Repeat the records below word for word.

[[ Supplied information open ]]

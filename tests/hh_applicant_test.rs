use serde_json::json;
use wiremock::matchers::{
    body_json, body_string_contains, header, method, path, query_param, query_param_is_missing,
};
use wiremock::{Mock, MockServer, ResponseTemplate};

use music_backend::hh::types::{
    AddToVisibilityListBody, ApplyVacancyBody, ArtifactType, CreateArtifactBody, Id,
    UpdateMeBody, VisibilityListType,
};
use music_backend::hh::{HhClient, HhConfig};

const TOKEN: &str = "applicant-token";

fn client(server: &MockServer) -> HhClient {
    HhClient::new(HhConfig::with_base_url(server.uri())).expect("client")
}

#[tokio::test]
async fn apply_vacancy_posts_multipart() {
    let server = MockServer::start().await;
    Mock::given(method("POST"))
        .and(path("/negotiations"))
        .and(header("authorization", "Bearer applicant-token"))
        .and(body_string_contains("name=\"resume_id\""))
        .and(body_string_contains("r-1"))
        .and(body_string_contains("name=\"vacancy_id\""))
        .and(body_string_contains("Hello there"))
        .respond_with(ResponseTemplate::new(201))
        .expect(1)
        .mount(&server)
        .await;

    client(&server)
        .apply_vacancy(
            TOKEN,
            &ApplyVacancyBody {
                resume_id: "r-1".to_string(),
                vacancy_id: "v-1".to_string(),
                message: Some("Hello there".to_string()),
            },
        )
        .await
        .unwrap();
}

#[tokio::test]
async fn resume_views_logo_flag_only_when_requested() {
    let server = MockServer::start().await;
    let page = json!({ "found": 0, "page": 0, "pages": 0, "per_page": 20, "items": [] });
    Mock::given(method("GET"))
        .and(path("/resumes/r-1/views"))
        .and(query_param("with_employer_logo", "true"))
        .respond_with(ResponseTemplate::new(200).set_body_json(page.clone()))
        .expect(1)
        .mount(&server)
        .await;
    Mock::given(method("GET"))
        .and(path("/resumes/r-2/views"))
        .and(query_param_is_missing("with_employer_logo"))
        .respond_with(ResponseTemplate::new(200).set_body_json(page))
        .expect(1)
        .mount(&server)
        .await;

    let client = client(&server);
    client.get_resume_views(TOKEN, "r-1", true).await.unwrap();
    client.get_resume_views(TOKEN, "r-2", false).await.unwrap();
}

#[tokio::test]
async fn visibility_lists_use_list_type_in_path() {
    let server = MockServer::start().await;
    Mock::given(method("POST"))
        .and(path("/resumes/r-1/blacklist"))
        .and(body_json(json!({ "items": [{ "id": "10" }, { "id": "11" }] })))
        .respond_with(ResponseTemplate::new(200).set_body_json(json!({
            "found": 2, "page": 0, "pages": 1, "per_page": 20, "items": []
        })))
        .expect(1)
        .mount(&server)
        .await;
    Mock::given(method("DELETE"))
        .and(path("/resumes/r-1/whitelist/employer"))
        .and(query_param("id", "10"))
        .and(query_param("id", "11"))
        .respond_with(ResponseTemplate::new(204))
        .expect(1)
        .mount(&server)
        .await;

    let client = client(&server);
    client
        .add_to_visibility_list(
            TOKEN,
            "r-1",
            VisibilityListType::Blacklist,
            &AddToVisibilityListBody {
                items: vec![Id::new("10"), Id::new("11")],
            },
        )
        .await
        .unwrap();
    client
        .remove_from_visibility_list(TOKEN, "r-1", VisibilityListType::Whitelist, &["10", "11"])
        .await
        .unwrap();
}

#[tokio::test]
async fn update_me_sends_form_and_accepts_no_content() {
    let server = MockServer::start().await;
    Mock::given(method("POST"))
        .and(path("/me"))
        .and(header("content-type", "application/x-www-form-urlencoded"))
        .and(body_string_contains("is_in_search=false"))
        .respond_with(ResponseTemplate::new(204))
        .expect(1)
        .mount(&server)
        .await;

    client(&server)
        .update_me(TOKEN, &UpdateMeBody::InSearch { is_in_search: false })
        .await
        .unwrap();
}

#[tokio::test]
async fn portfolio_upload_carries_file_part() {
    let server = MockServer::start().await;
    Mock::given(method("POST"))
        .and(path("/artifacts"))
        .and(body_string_contains("name=\"type\""))
        .and(body_string_contains("portfolio"))
        .and(body_string_contains("filename=\"work.png\""))
        .and(body_string_contains("My best work"))
        .respond_with(ResponseTemplate::new(201).set_body_json(json!({
            "id": "art-1",
            "state": { "id": "ok", "name": "Ok" },
            "description": "My best work"
        })))
        .expect(1)
        .mount(&server)
        .await;

    let artifact = client(&server)
        .create_portfolio(
            TOKEN,
            CreateArtifactBody {
                kind: ArtifactType::Portfolio,
                description: Some("My best work".to_string()),
                file_name: "work.png".to_string(),
                file: b"png-bytes".to_vec(),
            },
        )
        .await
        .unwrap();
    assert_eq!(artifact.id, "art-1");
    assert_eq!(artifact.state.id, "ok");
}

#[tokio::test]
async fn saved_searches_and_negotiations() {
    let server = MockServer::start().await;
    Mock::given(method("GET"))
        .and(path("/saved_searches/vacancies"))
        .and(query_param("page", "1"))
        .and(query_param("per_page", "5"))
        .respond_with(ResponseTemplate::new(200).set_body_json(json!({
            "found": 1, "page": 1, "pages": 2, "per_page": 5,
            "items": [{
                "id": "s-1",
                "name": "Rust jobs",
                "created_at": "2024-01-01T10:00:00+0300",
                "subscription": true,
                "items": { "count": 12, "url": "https://api.hh.ru/vacancies?text=rust" },
                "new_items": { "count": 2, "url": "https://api.hh.ru/vacancies?text=rust&new=1" }
            }]
        })))
        .expect(1)
        .mount(&server)
        .await;
    Mock::given(method("DELETE"))
        .and(path("/negotiations/active/n-1"))
        .and(query_param("with_decline_message", "true"))
        .respond_with(ResponseTemplate::new(204))
        .expect(1)
        .mount(&server)
        .await;
    Mock::given(method("POST"))
        .and(path("/negotiations/n-2/messages"))
        .and(body_string_contains("message=Thanks"))
        .respond_with(ResponseTemplate::new(201).set_body_json(json!({
            "id": "m-1",
            "author": { "participant_type": "applicant" },
            "created_at": "2024-01-02T10:00:00+0300",
            "state": { "id": "text", "name": "Text" },
            "text": "Thanks"
        })))
        .expect(1)
        .mount(&server)
        .await;

    let client = client(&server);
    let searches = client.get_saved_searches(TOKEN, 1, 5).await.unwrap();
    assert_eq!(searches.items[0].new_items.count, 2);
    assert!(searches.items[0].subscription);

    client.delete_negotiation(TOKEN, "n-1", true).await.unwrap();

    let message = client
        .send_negotiation_message(TOKEN, "n-2", "Thanks")
        .await
        .unwrap();
    assert_eq!(message.author.participant_type, "applicant");
    assert_eq!(message.text.as_deref(), Some("Thanks"));
}

#[tokio::test]
async fn not_found_payload_is_reported() {
    let server = MockServer::start().await;
    Mock::given(method("GET"))
        .and(path("/vacancies/missing"))
        .respond_with(ResponseTemplate::new(404).set_body_json(json!({
            "errors": [{ "type": "not_found" }],
            "request_id": "r-404"
        })))
        .mount(&server)
        .await;

    let err = client(&server)
        .get_vacancy(TOKEN, "missing")
        .await
        .unwrap_err();
    assert_eq!(err.status(), Some(404));
    assert!(err.api_error().unwrap().not_found());
    assert_eq!(err.to_string(), "HH API Error 404");
}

[[ Supplied information closed ]]

Reply to the exercise
filename tests/hh_applicant_test.rs
use serde_json::json;
use wiremock::matchers::{
    body_json, body_string_contains, header, method, path, query_param, query_param_is_missing,
};
use wiremock::{Mock, MockServer, ResponseTemplate};

use music_backend::hh::types::{
    AddToVisibilityListBody, ApplyVacancyBody, ArtifactType, CreateArtifactBody, Id,
    UpdateMeBody, VisibilityListType,
};
use music_backend::hh::{HhClient, HhConfig};

const TOKEN: &str = "applicant-token";

fn client(server: &MockServer) -> HhClient {
    HhClient::new(HhConfig::with_base_url(server.uri())).expect("client")
}

#[tokio::test]
async fn apply_vacancy_posts_multipart() {
    let server = MockServer::start().await;
    Mock::given(method("POST"))
        .and(path("/negotiations"))
        .and(header("authorization", "Bearer applicant-token"))
        .and(body_string_contains("name=\"resume_id\""))
        .and(body_string_contains("r-1"))
        .and(body_string_contains("name=\"vacancy_id\""))
        .and(body_string_contains("Hello there"))
        .respond_with(ResponseTemplate::new(201))
        .expect(1)
        .mount(&server)
        .await;

    client(&server)
        .apply_vacancy(
            TOKEN,
            &ApplyVacancyBody {
                resume_id: "r-1".to_string(),
                vacancy_id: "v-1".to_string(),
                message: Some("Hello there".to_string()),
            },
        )
        .await
        .unwrap();
}

#[tokio::test]
async fn resume_views_logo_flag_only_when_requested() {
    let server = MockServer::start().await;
    let page = json!({ "found": 0, "page": 0, "pages": 0, "per_page": 20, "items": [] });
    Mock::given(method("GET"))
        .and(path("/resumes/r-1/views"))
        .and(query_param("with_employer_logo", "true"))
        .respond_with(ResponseTemplate::new(200).set_body_json(page.clone()))
        .expect(1)
        .mount(&server)
        .await;
    Mock::given(method("GET"))
        .and(path("/resumes/r-2/views"))
        .and(query_param_is_missing("with_employer_logo"))
        .respond_with(ResponseTemplate::new(200).set_body_json(page))
        .expect(1)
        .mount(&server)
        .await;

    let client = client(&server);
    client.get_resume_views(TOKEN, "r-1", true).await.unwrap();
    client.get_resume_views(TOKEN, "r-2", false).await.unwrap();
}

#[tokio::test]
async fn visibility_lists_use_list_type_in_path() {
    let server = MockServer::start().await;
    Mock::given(method("POST"))
        .and(path("/resumes/r-1/blacklist"))
        .and(body_json(json!({ "items": [{ "id": "10" }, { "id": "11" }] })))
        .respond_with(ResponseTemplate::new(200).set_body_json(json!({
            "found": 2, "page": 0, "pages": 1, "per_page": 20, "items": []
        })))
        .expect(1)
        .mount(&server)
        .await;
    Mock::given(method("DELETE"))
        .and(path("/resumes/r-1/whitelist/employer"))
        .and(query_param("id", "10"))
        .and(query_param("id", "11"))
        .respond_with(ResponseTemplate::new(204))
        .expect(1)
        .mount(&server)
        .await;

    let client = client(&server);
    client
        .add_to_visibility_list(
            TOKEN,
            "r-1",
            VisibilityListType::Blacklist,
            &AddToVisibilityListBody {
                items: vec![Id::new("10"), Id::new("11")],
            },
        )
        .await
        .unwrap();
    client
        .remove_from_visibility_list(TOKEN, "r-1", VisibilityListType::Whitelist, &["10", "11"])
        .await
        .unwrap();
}

#[tokio::test]
async fn update_me_sends_form_and_accepts_no_content() {
    let server = MockServer::start().await;
    Mock::given(method("POST"))
        .and(path("/me"))
        .and(header("content-type", "application/x-www-form-urlencoded"))
        .and(body_string_contains("is_in_search=false"))
        .respond_with(ResponseTemplate::new(204))
        .expect(1)
        .mount(&server)
        .await;

    client(&server)
        .update_me(TOKEN, &UpdateMeBody::InSearch { is_in_search: false })
        .await
        .unwrap();
}

#[tokio::test]
async fn portfolio_upload_carries_file_part() {
    let server = MockServer::start().await;
    Mock::given(method("POST"))
        .and(path("/artifacts"))
        .and(body_string_contains("name=\"type\""))
        .and(body_string_contains("portfolio"))
        .and(body_string_contains("filename=\"work.png\""))
        .and(body_string_contains("My best work"))
        .respond_with(ResponseTemplate::new(201).set_body_json(json!({
            "id": "art-1",
            "state": { "id": "ok", "name": "Ok" },
            "description": "My best work"
        })))
        .expect(1)
        .mount(&server)
        .await;

    let artifact = client(&server)
        .create_portfolio(
            TOKEN,
            CreateArtifactBody {
                kind: ArtifactType::Portfolio,
                description: Some("My best work".to_string()),
                file_name: "work.png".to_string(),
                file: b"png-bytes".to_vec(),
            },
        )
        .await
        .unwrap();
    assert_eq!(artifact.id, "art-1");
    assert_eq!(artifact.state.id, "ok");
}

#[tokio::test]
async fn saved_searches_and_negotiations() {
    let server = MockServer::start().await;
    Mock::given(method("GET"))
        .and(path("/saved_searches/vacancies"))
        .and(query_param("page", "1"))
        .and(query_param("per_page", "5"))
        .respond_with(ResponseTemplate::new(200).set_body_json(json!({
            "found": 1, "page": 1, "pages": 2, "per_page": 5,
            "items": [{
                "id": "s-1",
                "name": "Rust jobs",
                "created_at": "2024-01-01T10:00:00+0300",
                "subscription": true,
                "items": { "count": 12, "url": "https://api.hh.ru/vacancies?text=rust" },
                "new_items": { "count": 2, "url": "https://api.hh.ru/vacancies?text=rust&new=1" }
            }]
        })))
        .expect(1)
        .mount(&server)
        .await;
    Mock::given(method("DELETE"))
        .and(path("/negotiations/active/n-1"))
        .and(query_param("with_decline_message", "true"))
        .respond_with(ResponseTemplate::new(204))
        .expect(1)
        .mount(&server)
        .await;
    Mock::given(method("POST"))
        .and(path("/negotiations/n-2/messages"))
        .and(body_string_contains("message=Thanks"))
        .respond_with(ResponseTemplate::new(201).set_body_json(json!({
            "id": "m-1",
            "author": { "participant_type": "applicant" },
            "created_at": "2024-01-02T10:00:00+0300",
            "state": { "id": "text", "name": "Text" },
            "text": "Thanks"
        })))
        .expect(1)
        .mount(&server)
        .await;

    let client = client(&server);
    let searches = client.get_saved_searches(TOKEN, 1, 5).await.unwrap();
    assert_eq!(searches.items[0].new_items.count, 2);
    assert!(searches.items[0].subscription);

    client.delete_negotiation(TOKEN, "n-1", true).await.unwrap();

    let message = client
        .send_negotiation_message(TOKEN, "n-2", "Thanks")
        .await
        .unwrap();
    assert_eq!(message.author.participant_type, "applicant");
    assert_eq!(message.text.as_deref(), Some("Thanks"));
}

#[tokio::test]
async fn not_found_payload_is_reported() {
    let server = MockServer::start().await;
    Mock::given(method("GET"))
        .and(path("/vacancies/missing"))
        .respond_with(ResponseTemplate::new(404).set_body_json(json!({
            "errors": [{ "type": "not_found" }],
            "request_id": "r-404"
        })))
        .mount(&server)
        .await;

    let err = client(&server)
        .get_vacancy(TOKEN, "missing")
        .await
        .unwrap_err();
    assert_eq!(err.status(), Some(404));
    assert!(err.api_error().unwrap().not_found());
    assert_eq!(err.to_string(), "HH API Error 404");
}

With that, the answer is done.